Francis Nehemiah Bangs (February 23, 1828 – November 30, 1885) was an American lawyer who founded the Wall Street law firm Davis Polk & Wardwell.

==Biography==
Bangs was born in New York City in 1828. His father, Nathan Bangs, was a well-known Methodist minister from Stratford, Connecticut. He studied at New York University and Yale Law School, where he graduated in 1847. He joined the bar in 1849 and practiced law with several partners before ultimately partnering with Francis Lynde Stetson to form the law firm Bangs & Stetson, a precursor to the modern firm of Davis Polk & Wardwell.
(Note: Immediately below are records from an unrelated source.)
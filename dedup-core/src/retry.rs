use std::future::Future;
use std::time;

use tracing::warn;

use crate::metrics_consts::STORE_RETRIES;
use crate::store::StoreError;

#[derive(Copy, Clone, Debug)]
/// How many times a store request is attempted, and how long to wait between attempts.
pub struct RetryPolicy {
    /// Total attempts per batch, including the first one. Always at least 1.
    max_attempts: u32,
    /// Coefficient to multiply initial_interval with for every past attempt. 1 means fixed backoff.
    backoff_coefficient: u32,
    /// The backoff interval for the first retry.
    initial_interval: time::Duration,
    /// The maximum possible backoff between retries.
    maximum_interval: Option<time::Duration>,
}

impl RetryPolicy {
    pub fn new(
        max_attempts: u32,
        backoff_coefficient: u32,
        initial_interval: time::Duration,
        maximum_interval: Option<time::Duration>,
    ) -> Self {
        Self {
            max_attempts: max_attempts.max(1),
            backoff_coefficient,
            initial_interval,
            maximum_interval,
        }
    }

    /// A fixed delay between attempts.
    pub fn fixed(max_attempts: u32, interval: time::Duration) -> Self {
        Self::new(max_attempts, 1, interval, None)
    }

    pub fn max_attempts(&self) -> u32 {
        self.max_attempts
    }

    /// Calculate the time to wait after the given (zero-based) failed attempt.
    pub fn time_until_next_retry(&self, attempt: u32) -> time::Duration {
        let factor = self.backoff_coefficient.saturating_pow(attempt);
        let candidate_interval = self.initial_interval.saturating_mul(factor);

        match self.maximum_interval {
            Some(max_interval) => std::cmp::min(candidate_interval, max_interval),
            None => candidate_interval,
        }
    }
}

/// A store call that ran out of attempts or hit a fatal fault.
#[derive(Debug)]
pub struct Exhausted {
    pub attempts: u32,
    pub error: StoreError,
}

/// Run `call` until it succeeds, fails fatally, or `policy` runs out of attempts.
///
/// `stage` and `batch` only label the log lines.
pub async fn retry_store_call<T, F, Fut>(
    policy: &RetryPolicy,
    stage: &'static str,
    batch: usize,
    mut call: F,
) -> Result<T, Exhausted>
where
    F: FnMut() -> Fut,
    Fut: Future<Output = Result<T, StoreError>>,
{
    let mut attempt: u32 = 0;

    loop {
        attempt += 1;
        match call().await {
            Ok(value) => return Ok(value),
            Err(error) if error.is_retryable() && attempt < policy.max_attempts => {
                let delay = policy.time_until_next_retry(attempt - 1);
                warn!(
                    stage,
                    batch,
                    attempt,
                    delay_ms = delay.as_millis() as u64,
                    "retryable store error: {}",
                    error
                );
                metrics::counter!(STORE_RETRIES, "stage" => stage).increment(1);
                tokio::time::sleep(delay).await;
            }
            Err(error) => {
                return Err(Exhausted {
                    attempts: attempt,
                    error,
                })
            }
        }
    }
}
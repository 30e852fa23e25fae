use tracing::debug;

use crate::types::{CandidateSet, Identifier};

/// A raw cell as produced by the tabular parsers.
#[derive(Clone, Debug, PartialEq)]
pub enum Cell {
    Empty,
    Text(String),
    Number(f64),
    Bool(bool),
}

impl Cell {
    /// The identifier this cell holds, if any. Text must parse as a decimal number in full;
    /// booleans never count.
    pub fn identifier(&self) -> Option<Identifier> {
        match self {
            Cell::Number(value) => Identifier::new(*value),
            Cell::Text(text) => parse_decimal(text.trim()).and_then(Identifier::new),
            Cell::Empty | Cell::Bool(_) => None,
        }
    }
}

impl From<&str> for Cell {
    fn from(text: &str) -> Self {
        if text.is_empty() {
            Cell::Empty
        } else {
            Cell::Text(text.to_owned())
        }
    }
}

impl From<f64> for Cell {
    fn from(value: f64) -> Self {
        Cell::Number(value)
    }
}

// `str::parse::<f64>` also accepts "inf", "infinity" and "nan", which are not identifiers.
fn parse_decimal(text: &str) -> Option<f64> {
    if text.is_empty() || text.chars().any(|c| c.is_ascii_alphabetic() && c != 'e' && c != 'E') {
        return None;
    }
    text.parse::<f64>().ok()
}

/// Scan every cell of every row and collect the distinct numeric identifiers, row-major, in
/// first-seen order.
pub fn extract_candidates<R>(rows: &[R]) -> CandidateSet
where
    R: AsRef<[Cell]>,
{
    let candidates: CandidateSet = rows
        .iter()
        .flat_map(|row| row.as_ref().iter())
        .filter_map(Cell::identifier)
        .collect();

    debug!(
        rows = rows.len(),
        candidates = candidates.len(),
        "extracted candidate identifiers"
    );
    candidates
}
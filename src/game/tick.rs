//! Lifecycle State Machine and Simulation Tick
//!
//! The per-tick orchestrator that must be 100% deterministic: given a fixed
//! RNG seed and a fixed sequence of `(dt_ms, InputFrame)`, the simulation
//! reproduces bit-exactly on any platform.
//!
//! The host loop integrates entity and player positions from the published
//! velocities, writes positions back, then calls [`tick`] once per frame.

use crate::core::fixed::MAX_TICK_MS;
use crate::core::hash::hash_hex;
use crate::game::collision;
use crate::game::difficulty::{self, DifficultyConfig};
use crate::game::events::GameEvent;
use crate::game::input::{Hold, InputFrame};
use crate::game::powerup::{self, PowerupConfig};
use crate::game::score::{self, ScoreConfig};
use crate::game::spawn::{self, SpawnConfig};
use crate::game::state::{
    DifficultyState, EntityKind, Facing, SessionPhase, SessionState, SpawnTimers,
};
use crate::storage::{self, PersistenceGateway};

/// Result of a tick.
#[derive(Debug, Default)]
pub struct TickResult {
    /// Events generated this tick, for the host's renderer/FX sink
    pub events: Vec<GameEvent>,
    /// Whether the session is in GameOver after this tick
    pub game_over: bool,
}

/// Configuration for a session, aggregated per component.
#[derive(Clone, Copy, Debug, Default)]
pub struct SessionConfig {
    /// Difficulty progression and fall-speed curves
    pub difficulty: DifficultyConfig,
    /// Spawn streams
    pub spawn: SpawnConfig,
    /// Scoring and combo window
    pub score: ScoreConfig,
    /// Shield and magnet effects
    pub powerup: PowerupConfig,
}

/// Clamp a host-supplied frame delta.
///
/// Negative or out-of-range values clamp to 0 rather than moving time
/// backward or fast-forwarding through a multi-second pause.
#[inline]
pub fn clamp_dt(dt_ms: i64) -> u32 {
    if (0..=MAX_TICK_MS).contains(&dt_ms) {
        dt_ms as u32
    } else {
        0
    }
}

/// Create an idle session, loading the persisted high score once.
///
/// A missing, malformed, or unreadable stored value loads as 0 and never
/// surfaces as an error.
pub fn new_session(rng_seed: u64, store: &dyn PersistenceGateway) -> SessionState {
    let high_score = storage::load_high_score(store);
    tracing::info!(rng_seed, high_score, "session created");
    SessionState::new(rng_seed, high_score)
}

/// Start a run from Idle. Any other phase is a no-op.
pub fn start(state: &mut SessionState) {
    if state.phase != SessionPhase::Idle {
        return;
    }
    begin_run(state);
}

/// Restart after GameOver with a fresh run. Any other phase is a no-op.
///
/// The high score, session clock, and RNG stream carry over; everything
/// else resets.
pub fn restart(state: &mut SessionState) {
    if state.phase != SessionPhase::GameOver {
        return;
    }
    begin_run(state);
}

/// Reset gameplay sub-states and enter Playing.
fn begin_run(state: &mut SessionState) {
    state.score.reset();
    state.powerups.reset();
    state.difficulty = DifficultyState::new();
    state.spawn_timers = SpawnTimers::default();
    state.entities.clear();
    state.player = crate::game::state::PlayerState::new();
    state.phase = SessionPhase::Playing;
    tracing::info!(high_score = state.score.high_score, "run started");
}

/// End the run on a fatal hazard.
fn trigger_game_over(state: &mut SessionState) {
    if state.phase != SessionPhase::Playing {
        return;
    }
    state.phase = SessionPhase::GameOver;
    state.push_event(GameEvent::game_over(
        state.clock_ms,
        state.score.score,
        state.score.high_score,
    ));
    tracing::info!(
        score = state.score.score,
        high_score = state.score.high_score,
        state_hash = %hash_hex(&state.compute_hash()),
        "game over"
    );
}

/// Apply lifecycle and steering input for this frame.
fn apply_input(state: &mut SessionState, input: InputFrame) {
    if state.phase == SessionPhase::Playing {
        match input.hold {
            Hold::Left => state.player.facing = Facing::Left,
            Hold::Right => state.player.facing = Facing::Right,
            Hold::None => {}
        }
    }

    if input.primary_pressed() {
        match state.phase {
            SessionPhase::Idle => start(state),
            SessionPhase::GameOver => restart(state),
            // The tap's jump half is the host physics' job; the core owns
            // the direction reversal
            SessionPhase::Playing => {
                state.player.facing = state.player.facing.reversed();
            }
        }
    }
}

/// Run one simulation tick.
///
/// # Arguments
///
/// * `state` - The session state (will be mutated)
/// * `input` - This frame's input signals
/// * `dt_ms` - Frame delta; clamped to `[0, MAX_TICK_MS]`
/// * `config` - Session configuration
/// * `store` - High-score persistence gateway
///
/// # Determinism
///
/// This function is 100% deterministic:
/// - Fixed-point math only
/// - BTreeMap iteration order
/// - Deterministic RNG (state.rng)
/// - No system calls, no timers; all scheduling is clock accumulators
pub fn tick(
    state: &mut SessionState,
    input: InputFrame,
    dt_ms: i64,
    config: &SessionConfig,
    store: &mut dyn PersistenceGateway,
) -> TickResult {
    let mut result = TickResult::default();
    let dt = clamp_dt(dt_ms);

    // Lifecycle triggers come first so a start/restart takes effect on the
    // frame it was pressed
    apply_input(state, input);

    if state.phase != SessionPhase::Playing {
        // Idle and GameOver do nothing per tick: spawning, difficulty, and
        // decay are all gated on Playing. Spawned entities stay visible for
        // the renderer until a restart clears them.
        result.game_over = state.phase == SessionPhase::GameOver;
        result.events = state.take_events();
        return result;
    }

    // 0. Advance the session clock
    state.clock_ms += dt as u64;

    // 1. Difficulty curve
    difficulty::advance(state, &config.difficulty, dt);

    // 2. Scheduled spawns (the host integrated positions before this call)
    spawn::advance(state, config, dt);

    // 3. Power-up deadlines, then magnet velocity overrides
    powerup::advance(state);
    powerup::apply_magnet(state, &config.powerup);

    // 4. Combo decay independent of collection events
    score::on_idle_tick(state, &config.score);

    // 5. First-touch overlaps in entity-id order
    let overlaps = collision::resolve_overlaps(state);

    // 6. Reactions; consumed entities leave the collection, never reused
    let mut consumed = Vec::with_capacity(overlaps.len());
    for overlap in overlaps {
        consumed.push(overlap.entity_id);

        match overlap.kind {
            EntityKind::Ingredient => {
                let points = score::on_collect(state, store, &config.score);
                state.push_event(GameEvent::entity_collected(
                    state.clock_ms,
                    overlap.entity_id,
                    overlap.kind,
                    overlap.position,
                    points,
                    state.score.score,
                ));
            }
            EntityKind::Hazard => {
                let absorbed = powerup::absorb_hazard_hit(state);
                state.push_event(GameEvent::entity_hit(
                    state.clock_ms,
                    overlap.entity_id,
                    overlap.position,
                    absorbed,
                ));
                if !absorbed {
                    trigger_game_over(state);
                    result.game_over = true;
                    break;
                }
            }
            EntityKind::Powerup(kind) => {
                powerup::on_collect(state, kind, &config.powerup);
                state.push_event(GameEvent::entity_collected(
                    state.clock_ms,
                    overlap.entity_id,
                    overlap.kind,
                    overlap.position,
                    0,
                    state.score.score,
                ));
            }
        }
    }
    for entity_id in consumed {
        state.entities.remove(&entity_id);
    }

    // 7. Offscreen sweep, independent of collision results
    let removed = collision::despawn_offscreen(state);
    if removed > 0 {
        tracing::debug!(removed, "despawned offscreen");
    }

    result.events = state.take_events();
    result
}

/// Replay a recorded session from its input trace.
///
/// Runs against an in-memory store (high score starts at 0). Returns the
/// final state and every event; compare `compute_hash()` against the live
/// run to verify the replay.
pub fn replay_session(
    rng_seed: u64,
    frames: &[(i64, InputFrame)],
    config: &SessionConfig,
) -> (SessionState, Vec<GameEvent>) {
    let mut store = storage::MemoryStore::new();
    let mut state = new_session(rng_seed, &store);
    let mut all_events = Vec::new();

    for (dt_ms, input) in frames {
        let result = tick(&mut state, *input, *dt_ms, config, &mut store);
        all_events.extend(result.events);
    }

    (state, all_events)
}
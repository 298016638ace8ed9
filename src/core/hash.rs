//! State Hashing for Verification
//!
//! Provides deterministic hashing of session state for:
//! - Replay validation (same seed + same inputs = same hash)
//! - Regression catching in determinism tests
//! - Cheap state comparison in host diagnostics

use sha2::{Sha256, Digest};
use super::fixed::Fixed;
use super::vec2::FixedVec2;

/// Hash output type (256 bits / 32 bytes)
pub type StateHash = [u8; 32];

/// Deterministic hasher for session state.
///
/// Wraps SHA-256 with helpers for fixed-point types.
/// Order of updates is critical for determinism.
pub struct StateHasher {
    hasher: Sha256,
}

impl StateHasher {
    /// Create a new hasher with domain separator.
    pub fn new(domain: &[u8]) -> Self {
        let mut hasher = Sha256::new();
        hasher.update(domain);
        Self { hasher }
    }

    /// Create hasher for session state.
    pub fn for_session_state() -> Self {
        Self::new(b"SKILLET_STATE_V1")
    }

    /// Update with raw bytes.
    #[inline]
    pub fn update_bytes(&mut self, bytes: &[u8]) {
        self.hasher.update(bytes);
    }

    /// Update with a u8 value.
    #[inline]
    pub fn update_u8(&mut self, value: u8) {
        self.hasher.update([value]);
    }

    /// Update with a u32 value (little-endian).
    #[inline]
    pub fn update_u32(&mut self, value: u32) {
        self.hasher.update(value.to_le_bytes());
    }

    /// Update with a u64 value (little-endian).
    #[inline]
    pub fn update_u64(&mut self, value: u64) {
        self.hasher.update(value.to_le_bytes());
    }

    /// Update with an i32 value (little-endian).
    #[inline]
    pub fn update_i32(&mut self, value: i32) {
        self.hasher.update(value.to_le_bytes());
    }

    /// Update with a Fixed value.
    #[inline]
    pub fn update_fixed(&mut self, value: Fixed) {
        self.update_i32(value);
    }

    /// Update with a FixedVec2.
    #[inline]
    pub fn update_vec2(&mut self, value: FixedVec2) {
        self.update_fixed(value.x);
        self.update_fixed(value.y);
    }

    /// Update with a boolean.
    #[inline]
    pub fn update_bool(&mut self, value: bool) {
        self.update_u8(value as u8);
    }

    /// Finalize and return the hash.
    pub fn finalize(self) -> StateHash {
        self.hasher.finalize().into()
    }
}

/// Compute session state hash for verification.
///
/// This function is called by `SessionState::compute_hash()`.
/// The parameter is a closure that adds state-specific data.
pub fn compute_state_hash<F>(clock_ms: u64, rng_seed: u64, add_state: F) -> StateHash
where
    F: FnOnce(&mut StateHasher),
{
    let mut hasher = StateHasher::for_session_state();

    // Always hash clock and seed first
    hasher.update_u64(clock_ms);
    hasher.update_u64(rng_seed);

    // Add game-specific state
    add_state(&mut hasher);

    hasher.finalize()
}

/// Hex-encode a state hash for logs and assertions.
pub fn hash_hex(hash: &StateHash) -> String {
    hex::encode(hash)
}

// =============================================================================
// TESTS
// =============================================================================
//! Input Capture and Normalization
//!
//! The core consumes two logical signals and does not care whether they
//! originate from a pointer or a keyboard:
//!
//! - `primary_action`: start (Idle), restart (GameOver), or reverse facing
//!   (Playing).
//! - `directional_hold`: which way the player is currently steering.

use serde::{Serialize, Deserialize};

/// Directional hold signal for a single frame.
#[derive(Clone, Copy, Debug, Default, PartialEq, Eq, Serialize, Deserialize)]
#[repr(u8)]
pub enum Hold {
    /// No direction held
    #[default]
    None = 0,
    /// Steering left
    Left = 1,
    /// Steering right
    Right = 2,
}

/// Raw input state for a single frame.
///
/// This is the minimal input that affects game state. Frame timing lives
/// with the host's `dt_ms`, not here.
#[derive(Clone, Copy, Debug, Default, PartialEq, Eq, Serialize, Deserialize)]
pub struct InputFrame {
    /// Directional hold for this frame
    pub hold: Hold,

    /// Action flags (packed bits):
    /// - Bit 0: Primary action pressed this frame
    /// - Bit 1-7: Reserved
    pub flags: u8,
}

impl InputFrame {
    /// Primary action flag bit
    pub const FLAG_PRIMARY: u8 = 0x01;

    /// Create a new empty input frame.
    pub const fn new() -> Self {
        Self {
            hold: Hold::None,
            flags: 0,
        }
    }

    /// Create input with a directional hold.
    pub const fn with_hold(hold: Hold) -> Self {
        Self { hold, flags: 0 }
    }

    /// Create input with the primary action pressed.
    pub const fn with_primary() -> Self {
        Self {
            hold: Hold::None,
            flags: Self::FLAG_PRIMARY,
        }
    }

    /// Check if the primary action was pressed this frame.
    #[inline]
    pub fn primary_pressed(&self) -> bool {
        self.flags & Self::FLAG_PRIMARY != 0
    }

    /// Set the primary action flag.
    #[inline]
    pub fn set_primary(&mut self, pressed: bool) {
        if pressed {
            self.flags |= Self::FLAG_PRIMARY;
        } else {
            self.flags &= !Self::FLAG_PRIMARY;
        }
    }

    /// Check if this is an idle frame (no input).
    #[inline]
    pub fn is_idle(&self) -> bool {
        self.hold == Hold::None && self.flags == 0
    }
}

// =============================================================================
// TESTS
// =============================================================================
Despite lifelong health problems, he developed a prosperous practice in New York representing large business interests, and came to prominence after being appointed counsel to the assignee of the dissolved law firm of Ketchum, Son & Co. in 1853. His practice grew further with the passage of the Federal Bankruptcy Act of 1867, the first bankruptcy act to cover corporations as well as individuals. He was a founding member of the New York City Bar Association, and its president from 1882 to 1883. His was the father of attorney and banker Francis S. Bangs and author and satirist John Kendrick Bangs.

Francis N. Bangs died in Ocala, Florida on November 30, 1885. He was buried at Green-Wood Cemetery.